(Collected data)
"""

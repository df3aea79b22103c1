//! Data layer: core types, parsing, filtering, and export.
//!
//! Architecture:
//! ```text
//!  results/*.vec
//!        │
//!        ▼
//!   ┌──────────┐
//!   │  loader   │  parse each file → VectorTable (one run)
//!   └──────────┘
//!        │  concat
//!        ▼
//!   ┌─────────────┐
//!   │ VectorTable  │  Vec<DataPoint>
//!   └─────────────┘
//!        │
//!        ▼
//!   ┌──────────┐
//!   │  filter   │  metric regexes → matching rows
//!   └──────────┘
//!        │
//!        ▼
//!   group by (run, metric) → module → series     (export: optional CSV)
//! ```

pub mod export;
pub mod filter;
pub mod loader;
pub mod model;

"""

EXERCISE PROMPT. Count the lines in the entries that hold the word "export", and give nothing but the total.

REPLY TO THE TASK. 3